The Nazis were less open-minded on the subject. In the summer of 1937, the Nazi government in Germany staged two important art exhibits in Munich that were designed to teach the German people the difference between great art and what they termed “degenerate art”—anything that was modern, abstract, elitist** or created by a Jewish, socialist, communist, or otherwise class-conscious artist.
One exhibit was titled “Degenerate Art”, comprised of 740 works of modern art by 120 artists—part of more than 20,000 such works the Nazi removed from the state collections between 1937 and 1939. According to the exhibition catalog, the purpose of the show was to “reveal the philosophical, political, racial and moral goals and intentions behind this movement, and the driving forces of corruption which followed them. The works were displayed in a manner designed not only to mock them as “bad art” but to suggest that they were part of an international plot against the German people. ***
The other, designated the “Great German Art Exhibition, was a “model art exhibition” of works hand-picked by Hitler for the edification of the public. It was made up of works that were traditional in style, featuring beautiful landscapes, statuesque blond nudes, and idealized Germanic soldiers. By and large, the works were perfectly competent, but they weren’t particularly exciting.
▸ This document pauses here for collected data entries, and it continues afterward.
mod common;

use std::collections::HashSet;
use std::sync::{Arc, Mutex};
use tokio::task::JoinSet;

use stubhttp_rs::{HistoryRecorder, Method, MockServer, Recorder, Reply};

use common::{get, quiet_config, quiet_server, request, send_raw};

#[tokio::test]
async fn test_status_only_route() {
    let server = quiet_server().await;
    let addr = server.listen(0).await.unwrap();
    server.register(Method::GET, "/", Reply::status(400));

    let response = get(addr, "/").await;
    assert_eq!(response.status, 400);
    assert_eq!(response.body, "");
    assert!(response.head.contains("Connection: close"));

    server.close().await.unwrap();
}

#[tokio::test]
async fn test_route_with_custom_body() {
    let server = quiet_server().await;
    let addr = server.listen(0).await.unwrap();
    server.register(Method::GET, "/", (200u16, "my custom body"));

    let response = get(addr, "/").await;
    assert_eq!(response.status, 200);
    assert_eq!(response.body, "my custom body");

    server.close().await.unwrap();
}

#[tokio::test]
async fn test_routes_ignore_method_and_path() {
    let server = quiet_server().await;
    let addr = server.listen(0).await.unwrap();
    server.register(Method::DELETE, "/never", Reply::text(202, "first"));
    server.register(Method::GET, "/", Reply::text(200, "second"));

    let first = request(addr, "POST", "/anything", &[], "payload").await;
    let second = get(addr, "/somewhere-else").await;
    assert_eq!((first.status, first.body.as_str()), (202, "first"));
    assert_eq!((second.status, second.body.as_str()), (200, "second"));

    server.close().await.unwrap();
}

#[tokio::test]
async fn test_last_request_reports_query_and_headers() {
    let server = quiet_server().await;
    let addr = server.listen(0).await.unwrap();
    server.register(Method::GET, "/", Reply::default());

    request(
        addr,
        "GET",
        "/path1/path2?name=X&address=Y",
        &[("X-My-Custom-Header", "dummy")],
        "",
    )
    .await;

    let last = server.last_request().unwrap();
    assert_eq!(last.method, "GET");
    assert_eq!(last.path, "/path1/path2?name=X&address=Y");
    assert_eq!(last.pathname, "/path1/path2");
    assert_eq!(last.query.len(), 2);
    assert_eq!(last.query["name"], "X");
    assert_eq!(last.query["address"], "Y");
    assert_eq!(last.headers["x-my-custom-header"], "dummy");

    server.close().await.unwrap();
}

#[tokio::test]
async fn test_handler_failure_is_answered_with_500() {
    let server = quiet_server().await;
    let addr = server.listen(0).await.unwrap();
    server.add_handler(|_, _, _| Err("boom".into()));

    let response = request(addr, "POST", "/orders", &[], "dummy post").await;
    assert_eq!(response.status, 500);

    let (message, snapshot) = response.body.split_once("\n\nRequest: ").unwrap();
    assert_eq!(message, "Error: boom");
    let snapshot: serde_json::Value = serde_json::from_str(snapshot).unwrap();
    assert_eq!(snapshot["method"], "POST");
    assert_eq!(snapshot["body"], "dummy post");

    // The server keeps serving after a failure
    server.register(Method::GET, "/", Reply::default());
    assert_eq!(get(addr, "/").await.status, 200);

    server.close().await.unwrap();
}

#[tokio::test]
async fn test_empty_queue_is_answered_with_500() {
    let server = quiet_server().await;
    let addr = server.listen(0).await.unwrap();

    let response = get(addr, "/nothing-queued").await;
    assert_eq!(response.status, 500);
    assert!(response.body.starts_with("Error: Missing handler.\n\nRequest: "));
    assert_eq!(server.last_request().unwrap().path, "/nothing-queued");

    server.close().await.unwrap();
}

#[tokio::test]
async fn test_malformed_request_gets_400() {
    let server = quiet_server().await;
    let addr = server.listen(0).await.unwrap();
    server.register(Method::GET, "/", Reply::default());

    let response = send_raw(addr, b"NOT-HTTP\r\n\r\n").await;
    assert_eq!(response.status, 400);
    assert!(server.requests().is_empty());
    assert_eq!(server.pending_handlers(), 1);

    server.close().await.unwrap();
}

#[tokio::test]
async fn test_handler_reads_body_and_headers() {
    let server = quiet_server().await;
    let addr = server.listen(0).await.unwrap();
    server.add_handler(|request, response, body| {
        let name = request.get_header("x-name").cloned().unwrap_or_default();
        response.set_status(201);
        response.set_header("Content-Type", "text/plain");
        response.write(format!("{name}:{body}"));
        Ok(())
    });

    let response = request(addr, "PUT", "/items/1", &[("X-Name", "widget")], "blue").await;
    assert_eq!(response.status, 201);
    assert!(response.head.contains("Content-Type: text/plain"));
    assert_eq!(response.body, "widget:blue");

    server.close().await.unwrap();
}

#[tokio::test]
async fn test_concurrent_requests_each_get_one_handler() {
    let server = quiet_server().await;
    let addr = server.listen(0).await.unwrap();
    for i in 0..8 {
        server.register(Method::GET, "/", Reply::text(200, format!("handler {i}")));
    }

    let mut clients = JoinSet::new();
    for i in 0..8 {
        clients.spawn(async move { get(addr, &format!("/client/{i}")).await });
    }

    let mut bodies = HashSet::new();
    while let Some(response) = clients.join_next().await {
        let response = response.unwrap();
        assert_eq!(response.status, 200);
        bodies.insert(response.body);
    }
    assert_eq!(bodies.len(), 8);
    assert_eq!(server.requests().len(), 8);
    assert_eq!(server.pending_handlers(), 0);

    server.close().await.unwrap();
}

#[tokio::test]
async fn test_handler_can_inspect_server() {
    let server = quiet_server().await;
    let addr = server.listen(0).await.unwrap();
    let seen = Arc::new(Mutex::new(Vec::new()));
    {
        let inspector = server.clone();
        let seen = seen.clone();
        server.add_handler(move |_, response, _| {
            let paths: Vec<String> = inspector.requests().into_iter().map(|r| r.path).collect();
            response.write(paths.join(","));
            *seen.lock().unwrap() = paths;
            Ok(())
        });
    }

    let response = get(addr, "/inspect").await;
    assert_eq!(response.body, "/inspect");
    assert_eq!(*seen.lock().unwrap(), vec!["/inspect".to_string()]);

    server.close().await.unwrap();
}

#[tokio::test]
async fn test_shared_recorder_across_servers() {
    let shared = Recorder::new();
    let one = MockServer::with_options(quiet_config().with_port(0).with_history_recorder(shared.clone()))
        .await
        .unwrap();
    let two = MockServer::with_options(quiet_config().with_port(0).with_history_recorder(shared.clone()))
        .await
        .unwrap();
    one.register(Method::GET, "/", Reply::default());
    two.register(Method::GET, "/", Reply::default());

    get(one.local_addr().unwrap(), "/one").await;
    get(two.local_addr().unwrap(), "/two").await;

    let paths: Vec<String> = shared.requests().into_iter().map(|r| r.path).collect();
    assert_eq!(paths, vec!["/one", "/two"]);
    assert_eq!(one.requests().len(), 1);
    assert_eq!(two.last_request().unwrap().path, "/two");

    // Restarting one server leaves the shared history alone
    one.close().await.unwrap();
    one.listen(0).await.unwrap();
    assert!(one.requests().is_empty());
    assert_eq!(shared.len(), 2);

    one.close().await.unwrap();
    two.close().await.unwrap();
}

#[tokio::test]
async fn test_servers_do_not_share_state() {
    let one = quiet_server().await;
    let two = quiet_server().await;
    let addr_one = one.listen(0).await.unwrap();
    let addr_two = two.listen(0).await.unwrap();
    assert_ne!(addr_one.port(), addr_two.port());

    one.register(Method::GET, "/", Reply::text(200, "from one"));
    assert_eq!(two.pending_handlers(), 0);

    let response = get(addr_two, "/").await;
    assert_eq!(response.status, 500);
    assert_eq!(get(addr_one, "/").await.body, "from one");

    assert_eq!(one.last_request().unwrap().path, "/");
    assert_eq!(one.requests().len(), 1);
    assert_eq!(two.requests().len(), 1);
    assert!(!one.recorder().shares_history_with(&two.recorder()));

    one.close().await.unwrap();
    assert!(two.is_listening());
    two.close().await.unwrap();
}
People voted with their feet. In the first two weeks after the exhibitions opened, 400,000 people visited “Degenerate Art”—a record for Germany at the time. By contrast, 129,000 visited the Great German Art Exhibition in the same period. Over the total run of the two exhibitions, which toured around Germany after their opening in Munich, the gap narrowed to three-to-one in favor of “degenerate art.”
* Nolde was a member of the Nazi party, but that didn’t protect his work from Nazi attacks. More of his paintings were exhibited in the Degenerate Art exhibit than those of any other artist, and more of his paintings were confiscated from public galleries.
**A favorite term of abuse in the insult portfolio of populist politicians.
***An idea that I find hard to wrap my mind around. How could anyone consider Ernst Barlach’s breathtaking memorial to the German soldiers who died in World War I part of a plot against the German people?